Our camping point - on the other side of the river

            Since writing last, I’ve now been at my volunteer placement almost two weeks. I’m working at WOMEDA – Women Emancipation and Development Agency. It’s an NGO in Kayanga that provides support, counseling, legal aid, education, and clinics for women and children. I go to WOMEDA with Kara, another Amizade student. Our first week there, we mainly observed, listened and learned about the organization and how things work. Since our first day, we’ve been sitting in on social and legal counseling with Lida and Evelyne (two of the amazing young women who work there) which is almost overwhelming. We’ve heard the stories of women from all over Karagwe who come to WOMEDA for help. They speak mostly in Swahili or Kinyambo, the local tribal language, so Kara, Lida, and Evelyne have been helping me understand what they’re saying. It brings to life the gender equality issues that I’ve mostly just heard about.

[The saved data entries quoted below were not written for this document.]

//! Finch Server
//!
//! HTTP API for the financial assistant: blocking and streamed chat, tool and
//! model listings. This is a library crate; the server is started via
//! `start_server()`.

use std::net::SocketAddr;
use std::sync::Arc;

use anyhow::Context;
use axum::{
    http::{HeaderValue, Method},
    routing::get,
    Json, Router,
};
use tower_http::{
    cors::{AllowOrigin, Any, CorsLayer},
    trace::TraceLayer,
};

use finch_core::agent::{LoggingObserver, ToolExecutor};
use finch_core::ai::client::{OllamaClient, OllamaConfig, OllamaProvider};
use finch_core::ai::ModelProvider;
use finch_core::finance::yahoo::YahooFinance;
use finch_core::tools::finance_registry;
use finch_core::{FinchConfig, SessionStore, ToolRegistry};

pub mod error;
pub mod routes;
pub mod types;

use types::HealthResponse;

/// Configuration for starting the server.
pub struct ServerConfig {
    /// Port to listen on (default: 8000).
    pub port: u16,
    pub finch: FinchConfig,
}

impl From<FinchConfig> for ServerConfig {
    fn from(finch: FinchConfig) -> Self {
        Self {
            port: finch.port,
            finch,
        }
    }
}

/// Shared application state.
#[derive(Clone)]
pub struct AppState {
    pub config: Arc<FinchConfig>,
    /// Registry plus timeout and logging, shared by every run
    pub executor: Arc<ToolExecutor>,
    pub models: Arc<dyn ModelProvider>,
    pub sessions: Arc<SessionStore>,
}

impl AppState {
    pub fn new(config: FinchConfig, registry: ToolRegistry, models: Arc<dyn ModelProvider>) -> Self {
        let executor = ToolExecutor::new(Arc::new(registry))
            .with_timeout(config.tool_timeout())
            .with_observer(Arc::new(LoggingObserver::new()));

        Self {
            config: Arc::new(config),
            executor: Arc::new(executor),
            models,
            sessions: Arc::new(SessionStore::new()),
        }
    }

    /// Production wiring: Yahoo Finance tools and an Ollama model server
    pub fn from_config(config: FinchConfig) -> anyhow::Result<Self> {
        let market = YahooFinance::new().context("Failed to create market data client")?;
        let registry = finance_registry(Arc::new(market))?;
        let client = OllamaClient::new(OllamaConfig::from_finch_config(&config))?;

        tracing::info!(
            tools = registry.len(),
            ollama = %config.ollama_host,
            "Initialized tool registry and model client"
        );
        Ok(Self::new(config, registry, Arc::new(OllamaProvider::new(client))))
    }
}

/// Build the Axum router with all routes.
pub fn build_router(state: AppState) -> Router {
    let cors = cors_layer(&state.config);

    Router::new()
        .route("/health", get(health))
        .nest("/agent/trading", routes::api_router())
        .layer(cors)
        .layer(TraceLayer::new_for_http())
        .with_state(state)
}

fn cors_layer(config: &FinchConfig) -> CorsLayer {
    let layer = CorsLayer::new()
        .allow_methods([Method::GET, Method::POST])
        .allow_headers(Any);

    if config.cors_allows_any() {
        return layer.allow_origin(Any);
    }

    let origins: Vec<HeaderValue> = config
        .cors_origins
        .iter()
        .filter_map(|origin| match origin.parse() {
            Ok(value) => Some(value),
            Err(_) => {
                tracing::warn!("Ignoring invalid CORS origin: {}", origin);
                None
            }
        })
        .collect();
    layer.allow_origin(AllowOrigin::list(origins))
}

/// Start the Finch server and block until shutdown.
pub async fn start_server(config: ServerConfig) -> anyhow::Result<()> {
    let addr: SocketAddr = format!("0.0.0.0:{}", config.port).parse()?;
    let state = AppState::from_config(config.finch)?;
    let app = build_router(state);

    tracing::info!("Finch server listening on http://{}", addr);

    let listener = tokio::net::TcpListener::bind(addr)
        .await
        .with_context(|| format!("Failed to bind {addr}"))?;
    axum::serve(listener, app).await?;

    Ok(())
}

async fn health() -> Json<HealthResponse> {
    Json(HealthResponse {
        status: "ok".to_string(),
        version: env!("CARGO_PKG_VERSION").to_string(),
    })
}

#[cfg(test)]
mod tests {
    use super::*;
    use async_trait::async_trait;
    use axum::body::Body;
    use axum::http::{Request, StatusCode};
    use finch_core::ai::{
        AssistantTurn, ChatModel, ModelError, ModelInfo, ModelName, ModelRole, StreamPart,
    };
    use finch_core::{Conversation, Role, Tool, ToolCall, ToolDefinition, ToolError};
    use serde_json::{json, Map, Value};
    use std::sync::Mutex;
    use tokio::sync::mpsc;
    use tower::ServiceExt;

    /// Scripted stand-in for an Ollama server
    #[derive(Clone, Default)]
    struct FakeProvider {
        tool_calls: Vec<ToolCall>,
        fail: bool,
        /// Conversation lengths seen by responders
        seen: Arc<Mutex<Vec<usize>>>,
    }

    struct FakeModel {
        role: ModelRole,
        provider: FakeProvider,
    }

    impl FakeModel {
        fn answer(&self, conversation: &Conversation) -> String {
            self.provider.seen.lock().unwrap().push(conversation.len());
            let outputs: Vec<&str> = conversation
                .messages()
                .iter()
                .filter(|m| m.role == Role::Tool)
                .map(|m| m.content.as_str())
                .collect();
            format!("From the data: {}", outputs.join(", "))
        }
    }

    #[async_trait]
    impl ChatModel for FakeModel {
        fn name(&self) -> &str {
            "fake"
        }

        async fn complete(
            &self,
            conversation: &Conversation,
            _tools: &[ToolDefinition],
        ) -> Result<AssistantTurn, ModelError> {
            if self.provider.fail {
                return Err(ModelError::Transport("connection refused".into()));
            }
            match self.role {
                ModelRole::ToolSelection if self.provider.tool_calls.is_empty() => {
                    Ok(AssistantTurn::text("Hello! Which stock?"))
                }
                ModelRole::ToolSelection => Ok(AssistantTurn {
                    content: String::new(),
                    tool_calls: self.provider.tool_calls.clone(),
                }),
                ModelRole::Response => Ok(AssistantTurn::text(self.answer(conversation))),
            }
        }

        async fn stream(
            &self,
            conversation: &Conversation,
        ) -> Result<mpsc::UnboundedReceiver<StreamPart>, ModelError> {
            let (tx, rx) = mpsc::unbounded_channel();
            let _ = tx.send(StreamPart::TextDelta {
                delta: self.answer(conversation),
            });
            let _ = tx.send(StreamPart::Finish { reason: None });
            Ok(rx)
        }
    }

    #[async_trait]
    impl ModelProvider for FakeProvider {
        fn chat_model(&self, _name: &ModelName, role: ModelRole) -> Arc<dyn ChatModel> {
            Arc::new(FakeModel {
                role,
                provider: self.clone(),
            })
        }

        async fn list_models(&self) -> Result<Vec<ModelInfo>, ModelError> {
            Ok(vec![ModelInfo {
                name: "granite4:350m".into(),
                size: Some(366_000_000),
                family: Some("granite".into()),
                parameter_size: None,
            }])
        }
    }

    struct MetricsTool;

    #[async_trait]
    impl Tool for MetricsTool {
        fn name(&self) -> &str {
            "get_key_financial_metrics"
        }

        fn description(&self) -> &str {
            "Key metrics"
        }

        fn parameters_schema(&self) -> Value {
            json!({ "type": "object", "properties": { "ticker": { "type": "string" } } })
        }

        async fn invoke(&self, _params: Value) -> Result<String, ToolError> {
            Ok("{\"currentPrice\": 182.55}".into())
        }
    }

    fn metrics_call() -> ToolCall {
        let mut args = Map::new();
        args.insert("ticker".into(), json!("NVDA"));
        ToolCall::new("call_0", "get_key_financial_metrics", args)
    }

    fn state(provider: FakeProvider) -> AppState {
        let registry = ToolRegistry::builder()
            .register(Arc::new(MetricsTool))
            .build()
            .unwrap();
        AppState::new(FinchConfig::default(), registry, Arc::new(provider))
    }

    fn post(uri: &str, body: Value) -> Request<Body> {
        Request::builder()
            .method("POST")
            .uri(uri)
            .header("content-type", "application/json")
            .body(Body::from(body.to_string()))
            .unwrap()
    }

    async fn body_string(response: axum::response::Response) -> String {
        let bytes = axum::body::to_bytes(response.into_body(), usize::MAX)
            .await
            .unwrap();
        String::from_utf8(bytes.to_vec()).unwrap()
    }

    fn nvda_request() -> Value {
        json!({
            "tool_model": "granite4:350m",
            "chat_model": "granite4:1b",
            "prompt": "What is the current price of NVDA?"
        })
    }

    #[tokio::test]
    async fn health_reports_ok() {
        let app = build_router(state(FakeProvider::default()));
        let response = app
            .oneshot(Request::get("/health").body(Body::empty()).unwrap())
            .await
            .unwrap();

        assert_eq!(response.status(), StatusCode::OK);
        let body: Value = serde_json::from_str(&body_string(response).await).unwrap();
        assert_eq!(body["status"], "ok");
    }

    #[tokio::test]
    async fn blocking_chat_returns_answer_and_ledger() {
        let provider = FakeProvider {
            tool_calls: vec![metrics_call()],
            ..Default::default()
        };
        let app = build_router(state(provider));

        let response = app
            .oneshot(post("/agent/trading/chat", nvda_request()))
            .await
            .unwrap();
        assert_eq!(response.status(), StatusCode::OK);

        let body: Value = serde_json::from_str(&body_string(response).await).unwrap();
        assert!(body["response"].as_str().unwrap().contains("182.55"));
        assert_eq!(
            body["tool_calls"],
            json!([{ "name": "get_key_financial_metrics", "args": { "ticker": "NVDA" } }])
        );
    }

    #[tokio::test]
    async fn streaming_chat_emits_data_lines() {
        let provider = FakeProvider {
            tool_calls: vec![metrics_call()],
            ..Default::default()
        };
        let app = build_router(state(provider));

        let response = app
            .oneshot(post("/agent/trading/chat/stream", nvda_request()))
            .await
            .unwrap();
        assert_eq!(response.status(), StatusCode::OK);
        assert!(response.headers()["content-type"]
            .to_str()
            .unwrap()
            .starts_with("text/plain"));

        let body = body_string(response).await;
        let events: Vec<Value> = body
            .split("\n\n")
            .filter(|chunk| !chunk.is_empty())
            .map(|chunk| serde_json::from_str(chunk.strip_prefix("data: ").unwrap()).unwrap())
            .collect();

        assert_eq!(
            events[0],
            json!({ "type": "tool", "name": "get_key_financial_metrics", "args": { "ticker": "NVDA" } })
        );
        assert_eq!(events[1]["type"], "text");
        assert!(events[1]["content"].as_str().unwrap().contains("182.55"));
        assert_eq!(events.last().unwrap(), &json!({ "type": "done" }));
    }

    #[tokio::test]
    async fn invalid_model_is_bad_request() {
        let app = build_router(state(FakeProvider::default()));
        let response = app
            .oneshot(post(
                "/agent/trading/chat",
                json!({ "tool_model": "", "chat_model": "granite4:1b", "prompt": "hi" }),
            ))
            .await
            .unwrap();

        assert_eq!(response.status(), StatusCode::BAD_REQUEST);
        let body: Value = serde_json::from_str(&body_string(response).await).unwrap();
        assert_eq!(body["code"], "BAD_REQUEST");
    }

    #[tokio::test]
    async fn omitted_models_use_defaults() {
        let app = build_router(state(FakeProvider::default()));
        let response = app
            .oneshot(post("/agent/trading/chat", json!({ "prompt": "hi" })))
            .await
            .unwrap();

        assert_eq!(response.status(), StatusCode::OK);
        let body: Value = serde_json::from_str(&body_string(response).await).unwrap();
        assert_eq!(body["response"], "Hello! Which stock?");
        assert_eq!(body["tool_calls"], json!([]));
    }

    #[tokio::test]
    async fn model_failure_is_bad_gateway() {
        let provider = FakeProvider {
            fail: true,
            ..Default::default()
        };
        let app = build_router(state(provider));

        let response = app
            .oneshot(post("/agent/trading/chat", nvda_request()))
            .await
            .unwrap();
        assert_eq!(response.status(), StatusCode::BAD_GATEWAY);
    }

    #[tokio::test]
    async fn busy_session_is_conflict() {
        let state = state(FakeProvider::default());
        let _held = state.sessions.acquire("desk-1").unwrap();
        let app = build_router(state.clone());

        let mut request = nvda_request();
        request["session_id"] = json!("desk-1");
        let response = app
            .oneshot(post("/agent/trading/chat", request))
            .await
            .unwrap();
        assert_eq!(response.status(), StatusCode::CONFLICT);
    }

    #[tokio::test]
    async fn session_history_carries_over() {
        let provider = FakeProvider {
            tool_calls: vec![metrics_call()],
            ..Default::default()
        };
        let seen = provider.seen.clone();
        let state = state(provider);

        let mut request = nvda_request();
        request["session_id"] = json!("desk-2");
        for _ in 0..2 {
            let response = build_router(state.clone())
                .oneshot(post("/agent/trading/chat", request.clone()))
                .await
                .unwrap();
            assert_eq!(response.status(), StatusCode::OK);
        }

        // [system, user, assistant, tool], then two more history messages
        assert_eq!(seen.lock().unwrap().as_slice(), &[4, 6]);
    }

    #[tokio::test]
    async fn lists_tools_and_models() {
        let app = build_router(state(FakeProvider::default()));

        let response = app
            .clone()
            .oneshot(Request::get("/agent/trading/tools").body(Body::empty()).unwrap())
            .await
            .unwrap();
        let tools: Value = serde_json::from_str(&body_string(response).await).unwrap();
        assert_eq!(tools[0]["name"], "get_key_financial_metrics");
        assert_eq!(tools[0]["parameters"]["type"], "object");

        let response = app
            .oneshot(Request::get("/agent/trading/models").body(Body::empty()).unwrap())
            .await
            .unwrap();
        let models: Value = serde_json::from_str(&body_string(response).await).unwrap();
        assert_eq!(models["models"][0]["name"], "granite4:350m");
        assert_eq!(models["default_tool_model"], "granite4:350m");
    }
}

All the girls outside of WOMEDA

            Working at WOMEDA is also improving my Swahili so much. It forces me to speak, and everyone is so helpful in teaching me. For the semester, Kara and I will be working on a team with Lida and Evelyne to develop and write new WOMEDA policies on child protection and HIV/AIDS. I will be focusing most on the HIV/AIDS policy, and this past week I’ve been researching and reading a lot about the national policy and laws. Starting next week, the four of us will be going out into the community, to villages, hospitals, schools, and to the streets to talk to all different people about these issues and what they value, need, and want. The policy we are creating will cater to the people that it will eventually protect and support. It’s a very interesting project, in light of what we’ve been learning about sustainable development and project implementation. Plus, Lida and Evelyne are the greatest.
            Funny story about WOMEDA. Yesterday, Kara and I were sitting reading through some research and taking notes when one of the men who works at WOMEDA, Ishengoma, comes in and tells me he needs my help. Just me. I get up and follow him down the hall to another room. I have no idea what he’s going to ask, or whether or not I’m going to understand him in Swahili. We walk into Evelyn’s office, and Ishengoma turns to me and says that he wanted me because he needed the help of an engineer, so he figured that, naturally, I could do it. The big task: Change the toner on the printer. I stepped up to the challenge, meticulously followed the instructions in the manual in English, and after 5 whole minutes of hard work I finally finished. What would WOMEDA do without an engineer around? I felt so important. My years at Carnegie Mellon are finally paying off.

Other exciting things—
1.     I got my first skirt made from a seamstress at KVDPA where Joyce works.   
2.     This Saturday, we are starting construction on a huge water tank for a girls' boarding school in Chonyonyo village. We’ll be working every Saturday until it's completed. I think it will be really interesting to see how a design and construction project is carried out here, and I am excited to help build it!
3.     We finally got electricity back last night! I wrote this entry last Thursday, but I wasn’t able to send it until now. I also ended up with a migraine this weekend and couldn’t go to Chonyonyo but I’m going Thursday instead.
4.   As part of the Amizade program, we are writing a blog that is being posted on the Amizade website. Two students write each week. Here is the link if you want to take a look:
5.   More pictures:

Kara, Edna, and I. Just dancing. 

They got us cakes from the one place in town with an oven :)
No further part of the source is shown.